┌──

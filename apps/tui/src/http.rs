use crate::config::AppConfig;
use serde::de::DeserializeOwned;
use std::path::PathBuf;
use taxi_dashboard_core::api::{endpoint_url, DashboardApi, FetchError, Query};

/// reqwest-backed analytics client. The zone document is read from disk.
#[derive(Debug, Clone)]
pub struct HttpApi {
    client: reqwest::Client,
    base: String,
    zones_path: PathBuf,
}

impl HttpApi {
    pub fn new(config: &AppConfig) -> color_eyre::Result<Self> {
        let client = reqwest::Client::builder()
            .timeout(config.timeout)
            .build()?;

        Ok(Self {
            client,
            base: config.api_base.clone(),
            zones_path: config.zones_path.clone(),
        })
    }

    pub fn base(&self) -> &str {
        &self.base
    }

    /// Builds the GET for `path`, letting reqwest form-encode the query.
    fn request(&self, path: &str, query: &Query) -> Result<reqwest::Request, FetchError> {
        self.client
            .get(endpoint_url(&self.base, path))
            .query(query)
            .build()
            .map_err(network)
    }
}

impl DashboardApi for HttpApi {
    async fn get_json<T: DeserializeOwned>(
        &self,
        path: &str,
        query: &Query,
    ) -> Result<T, FetchError> {
        let request = self.request(path, query)?;
        log::debug!("GET {}", request.url());

        let response = self.client.execute(request).await.map_err(network)?;
        let status = response.status();
        if !status.is_success() {
            return Err(FetchError::Status {
                status: status.as_u16(),
            });
        }

        let body = response.text().await.map_err(network)?;
        Ok(serde_json::from_str(&body)?)
    }

    async fn zone_document(&self) -> Result<String, FetchError> {
        tokio::fs::read_to_string(&self.zones_path)
            .await
            .map_err(|error| {
                FetchError::Network(format!("{}: {error}", self.zones_path.display()))
            })
    }
}

fn network(error: reqwest::Error) -> FetchError {
    FetchError::Network(error.to_string())
}
use crate::state::{Focus, WebState};
use ratzilla::ratatui::{
    layout::{Alignment, Constraint, Direction, Layout, Rect},
    style::{Color, Modifier, Style},
    text::{Line as TextLine, Span, Text},
    widgets::{
        Bar, BarChart, BarGroup, Block, Borders, Cell, Clear, Paragraph, Row, Sparkline, Table,
        Tabs, Wrap,
    },
    Frame,
};
use taxi_dashboard_core::charts::{ChartSpec, Series};
use taxi_dashboard_core::search::{SearchField, SearchMethod};
use taxi_dashboard_core::session::PAYMENT_PROMPT;
use taxi_dashboard_core::toggle::Section;
use taxi_dashboard_core::view::{TableRegion, TableRow};

fn panel(title: &str) -> Block<'_> {
    Block::default()
        .title(title)
        .borders(Borders::ALL)
        .border_style(Style::default().fg(Color::Cyan))
}

pub fn render(state: &WebState, f: &mut Frame<'_>) {
    let layout = Layout::default()
        .direction(Direction::Vertical)
        .constraints([Constraint::Length(3), Constraint::Min(10), Constraint::Length(1)])
        .split(f.area());

    render_tabs(state, f, layout[0]);

    let body = layout[1];
    match state.session.section {
        Section::Dashboard => render_dashboard(state, f, body),
        Section::TopLocations => {
            let columns = halves(Direction::Horizontal, body);
            f.render_widget(region_table("Top Pickup Locations", &state.session.top_pickups), columns[0]);
            f.render_widget(region_table("Top Drop-off Locations", &state.session.top_dropoffs), columns[1]);
        }
        Section::Map => render_markers(state, f, body),
        Section::Trends => render_trends(state, f, body),
        Section::Search => render_search(state, f, body),
    }

    let hint = Paragraph::new("1-5/Tab: section  ←/→ ↑/↓: trends  Enter: search")
        .style(Style::default().fg(Color::DarkGray));
    f.render_widget(hint, layout[2]);

    if state.session.results.is_open() {
        render_results(state, f);
    }
    if let Some(notice) = &state.session.notice {
        render_notice(notice, f);
    }
}

fn halves(direction: Direction, area: Rect) -> std::rc::Rc<[Rect]> {
    Layout::default()
        .direction(direction)
        .constraints([Constraint::Percentage(50), Constraint::Percentage(50)])
        .split(area)
}

fn render_tabs(state: &WebState, f: &mut Frame<'_>, area: Rect) {
    let titles = Section::ALL
        .iter()
        .map(|section| TextLine::from(section.label()))
        .collect::<Vec<_>>();

    let tabs = Tabs::new(titles)
        .select(state.session.section.index())
        .block(
            Block::default()
                .title("NYC Taxi Trip Analytics")
                .title_style(
                    Style::default()
                        .fg(Color::Cyan)
                        .add_modifier(Modifier::BOLD),
                )
                .borders(Borders::ALL)
                .border_style(Style::default().fg(Color::Gray)),
        )
        .style(Style::default().fg(Color::Gray))
        .highlight_style(
            Style::default()
                .fg(Color::White)
                .bg(Color::Rgb(0, 0, 238))
                .add_modifier(Modifier::BOLD),
        )
        .divider(Span::raw("|"));
    f.render_widget(tabs, area);
}

fn render_dashboard(state: &WebState, f: &mut Frame<'_>, area: Rect) {
    let rows = Layout::default()
        .direction(Direction::Vertical)
        .constraints([Constraint::Length(4), Constraint::Length(5), Constraint::Min(4)])
        .split(area);

    let cards = state.session.cards.cards();
    let columns = Layout::default()
        .direction(Direction::Horizontal)
        .constraints(vec![Constraint::Fill(1); cards.len()])
        .split(rows[0]);
    for (card, column) in cards.iter().zip(columns.iter()) {
        let value = Paragraph::new(Span::styled(
            state.session.cards.text(card.kind),
            Style::default()
                .fg(Color::White)
                .add_modifier(Modifier::BOLD),
        ))
        .alignment(Alignment::Center)
        .block(panel(card.kind.label()));
        f.render_widget(value, *column);
    }

    let insights = &state.session.insights;
    let lines = vec![
        TextLine::from(format!("Peak Hour: {}", insights.peak_hour)),
        TextLine::from(format!("Busiest Day: {}", insights.busiest_day)),
        TextLine::from(format!("Avg. Daily Trips: {}", insights.avg_daily_trips)),
    ];
    f.render_widget(Paragraph::new(Text::from(lines)).block(panel("Insights")), rows[1]);

    f.render_widget(
        region_table("Average Fare by Borough", &state.session.borough_fares),
        rows[2],
    );
}

fn region_table<'a>(title: &'a str, region: &'a TableRegion) -> Table<'a> {
    let header = Row::new(region.headers().iter().map(|header| Cell::from(*header))).style(
        Style::default()
            .fg(Color::Yellow)
            .add_modifier(Modifier::BOLD),
    );

    let rows: Vec<Row<'_>> = if region.is_loaded() {
        region
            .rows()
            .iter()
            .map(|row| match row {
                TableRow::Cells(cells) => Row::new(cells.iter().map(|cell| Cell::from(cell.as_str()))),
                TableRow::Placeholder { text, .. } => Row::new([Cell::from(text.as_str())]),
            })
            .collect()
    } else {
        vec![Row::new([Cell::from("Loading...")])]
    };

    Table::new(rows, vec![Constraint::Fill(1); region.colspan().max(1)])
        .header(header)
        .block(panel(title))
}

fn render_markers(state: &WebState, f: &mut Frame<'_>, area: Rect) {
    let markers = state.session.map.layer.markers();
    let rows = markers.iter().map(|marker| {
        Row::new(vec![
            Cell::from(marker.zone.as_str()),
            Cell::from(format!("{:.4}, {:.4}", marker.position.lat, marker.position.lng)),
            Cell::from(marker.trip_count.to_string()),
        ])
    });
    let table = Table::new(
        rows,
        [Constraint::Fill(2), Constraint::Fill(2), Constraint::Fill(1)],
    )
    .header(Row::new(["Zone", "Position", "Trips"]).style(Style::default().fg(Color::Yellow)))
    .block(panel("Top Pickup Zones"));
    f.render_widget(table, area);
}

#[allow(clippy::cast_possible_truncation, clippy::cast_sign_loss)]
fn render_trends(state: &WebState, f: &mut Frame<'_>, area: Rect) {
    let rows = halves(Direction::Vertical, area);
    let session = &state.session;

    let date = session
        .dates
        .selected()
        .map_or("no date", |option| option.label.as_str());
    let title = format!("Trips by Hour ({date})");
    match session.hourly_chart.as_ref().map(|spec| &spec.series) {
        Some(Series::Categorical { labels, values }) if !values.is_empty() => {
            let bars: Vec<Bar<'_>> = labels
                .iter()
                .zip(values)
                .map(|(label, value)| {
                    Bar::default()
                        .value(value.max(0.0).round() as u64)
                        .label(TextLine::from(label.as_str()))
                })
                .collect();
            let chart = BarChart::default()
                .block(panel(&title))
                .data(BarGroup::default().bars(&bars))
                .bar_gap(1)
                .bar_width(3);
            f.render_widget(chart, rows[0]);
        }
        _ => f.render_widget(
            Paragraph::new("No trip data for this date").block(panel(&title)),
            rows[0],
        ),
    }

    let metric_title = format!("{} over Time (↑/↓)", session.metric.label());
    let data = session
        .metric_chart
        .as_ref()
        .map(ChartSpec::values)
        .unwrap_or_default()
        .into_iter()
        .map(|value| value.max(0.0).round() as u64)
        .collect::<Vec<_>>();
    let sparkline = Sparkline::default()
        .block(panel(&metric_title))
        .data(&data)
        .style(Style::default().fg(Color::Yellow));
    f.render_widget(sparkline, rows[1]);
}

fn render_search(state: &WebState, f: &mut Frame<'_>, area: Rect) {
    let search = &state.session.search;
    let cursor = |focus: Focus| if state.focus == focus { "▶ " } else { "  " };

    let mut lines = vec![TextLine::from(format!(
        "{}Method: {}",
        cursor(Focus::Method),
        search.method().map_or("(choose with ←/→)", SearchMethod::label),
    ))];
    for field in search.visible_fields() {
        let value = if *field == SearchField::PaymentType {
            state
                .session
                .payment_types
                .selected()
                .map_or(PAYMENT_PROMPT, |option| option.label.as_str())
                .to_string()
        } else {
            search.field(*field).to_string()
        };
        lines.push(TextLine::from(format!(
            "{}{}: {value}",
            cursor(Focus::Field(*field)),
            field.label()
        )));
    }
    lines.push(TextLine::from(Span::styled(
        format!("{}[ Search ]", cursor(Focus::Submit)),
        Style::default().fg(Color::Green),
    )));

    f.render_widget(Paragraph::new(Text::from(lines)).block(panel("Search Trips")), area);
}

fn render_results(state: &WebState, f: &mut Frame<'_>) {
    let area = inset(f.area(), 4, 3);
    let results = &state.session.results;
    f.render_widget(Clear, area);
    f.render_widget(
        region_table("Search Results (Esc to close)", &results.table),
        area,
    );
}

fn render_notice(notice: &str, f: &mut Frame<'_>) {
    let area = inset(f.area(), f.area().width / 4, f.area().height / 3);
    f.render_widget(Clear, area);
    f.render_widget(
        Paragraph::new(vec![
            TextLine::from(notice.to_string()),
            TextLine::from(""),
            TextLine::styled("Press Enter to continue", Style::default().fg(Color::Gray)),
        ])
        .wrap(Wrap { trim: true })
        .block(
            Block::default()
                .title("Notice")
                .borders(Borders::ALL)
                .border_style(Style::default().fg(Color::Yellow)),
        ),
        area,
    );
}

fn inset(area: Rect, x: u16, y: u16) -> Rect {
    Rect {
        x: area.x.saturating_add(x),
        y: area.y.saturating_add(y),
        width: area.width.saturating_sub(x.saturating_mul(2)),
        height: area.height.saturating_sub(y.saturating_mul(2)),
    }
}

└──

• **Required action**:
Please report how many lines of the listing contain the word "WebState", and include nothing beyond that number.

• **Response area**:
8